From these conversations came a common question: Why should people who aren’t creative take any interest in the museum? To Masuoka, it meant that people didn’t quite understand what value the museum had in their lives.
“We hear it a lot, and we thought, ‘We’re not trying to make you an artist. We may not even be trying to make you a more creative person. It would be good if we could, but I think what we can really accomplish here is to help connect people to make more creative choices in their life and to lead a more creative life,’” Masuoka says.
“Live Creative started that concept where we felt we could really make a difference and help people expand their idea of what it meant to be connected and involved in an art museum,” he says. That led the museum to expand its role and become a facilitator that helps build people’s creative lives.
“And that actually changed everything.”
Inside out
About two months after the conversations, the museum launched its first initiative: Free Thursdays. It consolidated its sporadic free days to one and realigned its Thursday programming. It also improved its marketing.
But getting its message out took on a literal meaning when it began its Inside|Out program.
“Inside|Out was the best metaphor for what we were trying to do because it was about literally taking what we have in the art museum and our collection and taking it directly into the community and sharing it and saying, ‘You know, this is your art museum. This is work that you have access to, and what better way than Inside|Out?’” Masuoka says.
The museum first took prints of its paintings and hung them throughout West Akron and downtown, then it expanded from there.
“People who would never even dream of coming to the Akron Art Museum suddenly were exposed to this amazing painting sitting right in their local park or in the metro parks or even hanging on the outside of the building,” he says.

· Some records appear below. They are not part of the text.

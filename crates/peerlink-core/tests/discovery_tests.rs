//! Discovery requester and responder over UDP.
//!
//! Requests are aimed at the loopback address so these run without a
//! broadcast-capable network; the real broadcast path is covered by an
//! ignored test.

mod common;

use std::net::{IpAddr, Ipv4Addr};
use std::time::{Duration, Instant};

use peerlink_core::discovery::{discover_peers, DiscoveryConfig, DiscoveryResponder};
use peerlink_core::PeerAddress;

fn loopback(port: u16, timeout: Duration) -> DiscoveryConfig {
    DiscoveryConfig {
        port,
        broadcast_address: IpAddr::V4(Ipv4Addr::LOCALHOST),
        timeout,
    }
}

/// Port with no UDP socket bound to it.
async fn unused_udp_port() -> u16 {
    let socket = tokio::net::UdpSocket::bind("127.0.0.1:0").await.unwrap();
    socket.local_addr().unwrap().port()
}

/// With no responders, discovery returns an empty list after the full window.
#[tokio::test]
async fn test_no_responders_returns_empty_after_window() {
    let port = unused_udp_port().await;
    let window = Duration::from_secs(3);

    let started = Instant::now();
    let peers = discover_peers(&loopback(port, window)).await.expect("discover");
    let elapsed = started.elapsed();

    assert!(peers.is_empty());
    assert!(elapsed >= window, "returned early after {elapsed:?}");
    assert!(elapsed < Duration::from_millis(3500), "took {elapsed:?}");
}

/// One responder announcing port 9001 yields exactly one entry.
#[tokio::test]
async fn test_single_responder() {
    let responder = DiscoveryResponder::bind(0, 9001).await.expect("bind responder");
    let config = loopback(responder.local_addr().port(), Duration::from_millis(500));

    let peers = discover_peers(&config).await.expect("discover");
    responder.stop().await;

    assert_eq!(peers, vec![PeerAddress::new("127.0.0.1", 9001)]);
    assert_eq!(peers[0].to_string(), "127.0.0.1:9001");
}

#[tokio::test]
async fn test_stopped_responder_is_silent() {
    let responder = DiscoveryResponder::bind(0, 9002).await.expect("bind responder");
    let port = responder.local_addr().port();
    responder.stop().await;
    drop(responder);

    let peers = discover_peers(&loopback(port, Duration::from_millis(300)))
        .await
        .expect("discover");
    assert!(peers.is_empty());
}

/// Broadcast on the default discovery port.
#[tokio::test]
#[ignore = "UDP broadcast unreliable in CI environments (especially macOS)"]
async fn test_broadcast_on_default_port() {
    let responder = DiscoveryResponder::bind(peerlink_core::DEFAULT_DISCOVERY_PORT, 9001)
        .await
        .expect("bind responder");

    let config = DiscoveryConfig {
        timeout: Duration::from_secs(1),
        ..DiscoveryConfig::default()
    };
    let peers = discover_peers(&config).await.expect("discover");
    responder.stop().await;

    assert_eq!(peers.iter().filter(|p| p.port == 9001).count(), 1);
}
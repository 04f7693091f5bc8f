//! Peer listener.
//!
//! [`PeerListener`] accepts TCP connections and serves each one with a
//! [`ConnectionHandler`] on its own task. At most `worker_pool_size`
//! handlers run at once; further connections are accepted immediately and
//! wait for a free slot, so a slow transfer never stalls the accept loop.
//!
//! Stopping closes the listening socket, lets in-flight connections finish
//! within the shutdown grace period and aborts whatever is left.
//!
//! ## Example
//!
//! ```rust,ignore
//! use std::sync::Arc;
//! use peerlink_core::{catalog::MemoryCatalog, config::ServerConfig, server::PeerListener};
//!
//! let mut listener = PeerListener::start(ServerConfig::default(), Arc::new(MemoryCatalog::new())).await?;
//! println!("Listening on {}", listener.local_addr());
//! let report = listener.stop().await;
//! ```

pub mod handler;

use std::net::SocketAddr;
use std::sync::atomic::{AtomicBool, AtomicUsize, Ordering};
use std::sync::Arc;
use std::time::Duration;

use socket2::{SockRef, TcpKeepalive};
use tokio::net::{TcpListener, TcpStream};
use tokio::sync::{watch, Semaphore};
use tokio::task::{JoinHandle, JoinSet};

use crate::catalog::FileCatalog;
use crate::config::ServerConfig;
use crate::error::{Error, Result};
use crate::file;

pub use handler::{ConnectionHandler, HandlerContext, HandlerState};

/// Pause after a failed `accept` before trying again.
const ACCEPT_BACKOFF: Duration = Duration::from_millis(100);

/// Outcome of [`PeerListener::stop`].
#[derive(Debug, Clone, Copy, Default, PartialEq, Eq)]
pub struct ShutdownReport {
    /// Connections that finished within the grace period
    pub drained: usize,
    /// Connections aborted once the grace period ran out
    pub aborted: usize,
}

/// A running peer listener.
pub struct PeerListener {
    local_addr: SocketAddr,
    grace: Duration,
    shutdown_tx: watch::Sender<bool>,
    accept_task: Option<JoinHandle<JoinSet<()>>>,
    running: Arc<AtomicBool>,
    active: Arc<AtomicUsize>,
}

impl PeerListener {
    /// Bind the configured address and start accepting connections.
    ///
    /// The shared folder is created if it does not exist.
    ///
    /// # Errors
    ///
    /// Returns [`Error::BindFailed`] if the port cannot be bound, or
    /// [`Error::InvalidConfig`] for a zero worker pool.
    pub async fn start(config: ServerConfig, catalog: Arc<dyn FileCatalog>) -> Result<Self> {
        if config.worker_pool_size == 0 {
            return Err(Error::InvalidConfig {
                key: "server.worker_pool_size".to_string(),
                reason: "must be at least 1".to_string(),
            });
        }

        file::ensure_shared_dir(&config.shared_dir).await?;

        let addr = SocketAddr::new(config.bind_address, config.listen_port);
        let listener = TcpListener::bind(addr)
            .await
            .map_err(|source| Error::BindFailed { addr, source })?;
        let local_addr = listener.local_addr()?;

        tracing::info!(
            "Peer listener on {} sharing {} ({} workers)",
            local_addr,
            config.shared_dir.display(),
            config.worker_pool_size
        );

        let ctx = Arc::new(HandlerContext {
            catalog,
            shared_dir: config.shared_dir,
            port: local_addr.port(),
            idle_timeout: config.idle_timeout,
        });

        let (shutdown_tx, shutdown_rx) = watch::channel(false);
        let running = Arc::new(AtomicBool::new(true));
        let active = Arc::new(AtomicUsize::new(0));
        let workers = Arc::new(Semaphore::new(config.worker_pool_size));

        let accept_task = tokio::spawn(accept_loop(
            listener,
            ctx,
            workers,
            Arc::clone(&active),
            shutdown_rx,
        ));

        Ok(Self {
            local_addr,
            grace: config.shutdown_grace,
            shutdown_tx,
            accept_task: Some(accept_task),
            running,
            active,
        })
    }

    /// Address the listener is bound to.
    pub const fn local_addr(&self) -> SocketAddr {
        self.local_addr
    }

    /// Bound port (useful when the configured port was 0).
    pub const fn port(&self) -> u16 {
        self.local_addr.port()
    }

    /// Whether the listener is still accepting connections.
    pub fn is_running(&self) -> bool {
        self.running.load(Ordering::SeqCst)
    }

    /// Number of connections currently being served.
    pub fn active_connections(&self) -> usize {
        self.active.load(Ordering::SeqCst)
    }

    /// Stop accepting, drain in-flight connections and abort the rest.
    ///
    /// Calling `stop` again returns an empty report.
    pub async fn stop(&mut self) -> ShutdownReport {
        let Some(accept_task) = self.accept_task.take() else {
            return ShutdownReport::default();
        };

        self.running.store(false, Ordering::SeqCst);
        let _ = self.shutdown_tx.send(true);

        let mut connections = match accept_task.await {
            Ok(connections) => connections,
            Err(e) => {
                tracing::error!("Accept loop ended abnormally: {}", e);
                return ShutdownReport::default();
            }
        };

        let mut report = ShutdownReport::default();
        let drain = async {
            while connections.join_next().await.is_some() {
                report.drained += 1;
            }
        };

        if tokio::time::timeout(self.grace, drain).await.is_err() {
            report.aborted = connections.len();
            tracing::warn!(
                "Aborting {} connections still open after {}s",
                report.aborted,
                self.grace.as_secs()
            );
            connections.shutdown().await;
        }

        tracing::info!(
            "Peer listener on {} stopped ({} drained, {} aborted)",
            self.local_addr,
            report.drained,
            report.aborted
        );
        report
    }
}

impl Drop for PeerListener {
    fn drop(&mut self) {
        if let Some(task) = self.accept_task.take() {
            let _ = self.shutdown_tx.send(true);
            task.abort();
        }
    }
}

impl std::fmt::Debug for PeerListener {
    fn fmt(&self, f: &mut std::fmt::Formatter<'_>) -> std::fmt::Result {
        f.debug_struct("PeerListener")
            .field("local_addr", &self.local_addr)
            .field("running", &self.is_running())
            .field("active", &self.active_connections())
            .finish_non_exhaustive()
    }
}

/// Decrements the active connection count when a handler ends or is aborted.
struct ActiveGuard(Arc<AtomicUsize>);

impl ActiveGuard {
    fn new(active: &Arc<AtomicUsize>) -> Self {
        active.fetch_add(1, Ordering::SeqCst);
        Self(Arc::clone(active))
    }
}

impl Drop for ActiveGuard {
    fn drop(&mut self) {
        self.0.fetch_sub(1, Ordering::SeqCst);
    }
}

async fn accept_loop(
    listener: TcpListener,
    ctx: Arc<HandlerContext>,
    workers: Arc<Semaphore>,
    active: Arc<AtomicUsize>,
    mut shutdown_rx: watch::Receiver<bool>,
) -> JoinSet<()> {
    let mut connections = JoinSet::new();

    loop {
        tokio::select! {
            () = handler::stopped(&mut shutdown_rx) => break,
            accepted = listener.accept() => match accepted {
                Ok((stream, peer)) => {
                    tracing::info!("Connection from {}", peer);
                    connections.spawn(serve_connection(
                        stream,
                        peer,
                        Arc::clone(&ctx),
                        Arc::clone(&workers),
                        Arc::clone(&active),
                        shutdown_rx.clone(),
                    ));
                }
                Err(e) => {
                    tracing::warn!("Accept failed: {}", e);
                    tokio::time::sleep(ACCEPT_BACKOFF).await;
                }
            },
            Some(finished) = connections.join_next(), if !connections.is_empty() => {
                if let Err(e) = finished {
                    if e.is_panic() {
                        tracing::error!("Connection task panicked: {}", e);
                    }
                }
            }
        }
    }

    tracing::debug!(
        "Accept loop on {:?} stopped with {} open connections",
        listener.local_addr().ok(),
        connections.len()
    );
    connections
}

async fn serve_connection(
    stream: TcpStream,
    peer: SocketAddr,
    ctx: Arc<HandlerContext>,
    workers: Arc<Semaphore>,
    active: Arc<AtomicUsize>,
    shutdown_rx: watch::Receiver<bool>,
) {
    let Ok(_permit) = workers.acquire_owned().await else {
        return;
    };
    let _active = ActiveGuard::new(&active);

    configure_tcp_keepalive(&stream);

    let mut handler = ConnectionHandler::new(stream, ctx, peer).with_shutdown(shutdown_rx);
    if let Err(e) = handler.run().await {
        tracing::error!("Connection from {} failed: {}", peer, e);
    }
}

/// Keep idle LAN connections from being dropped by intermediate equipment.
fn configure_tcp_keepalive(stream: &TcpStream) {
    let keepalive = TcpKeepalive::new()
        .with_time(Duration::from_secs(10))
        .with_interval(Duration::from_secs(5));

    if let Err(e) = SockRef::from(stream).set_tcp_keepalive(&keepalive) {
        tracing::debug!("Could not enable TCP keep-alive: {}", e);
    }
}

The $3 million Bud and Susie Rogers Garden, completed in 2016, is another way the museum connects with people. In this instance through a public space built on the museum grounds where events can be held and people can gather. The museum also launched the Akron Art Library, through which any resident with a library card can check out artwork the same way they would check out books.
So far, the programs are working.
“Attendance is up 20 percent,” Masuoka says. “We’re probably going to break some attendance records this year, not only because of the garden, but just the across-the-board increase in our public programs as well as just our general attendance.”
Keep making the case
Despite the troubling dip in attendance in the years that followed its renovation, Masuoka says getting people in the door hasn’t been the primary goal.
The main mission is to get people to recognize the role of the museum and what it offers. Once they do, the expectation is that people will want to get closer to the art museum not just as visitors, but also in their support.

“We can never just rely on making one specific case on the value of this museum as we go into the future,” Masuoka says. “We need to do all the things that we’ve been able to accomplish now and continue to do it in the future as far as asking questions and understanding and keeping our finger on the pulse of this community so that we can stay relevant.”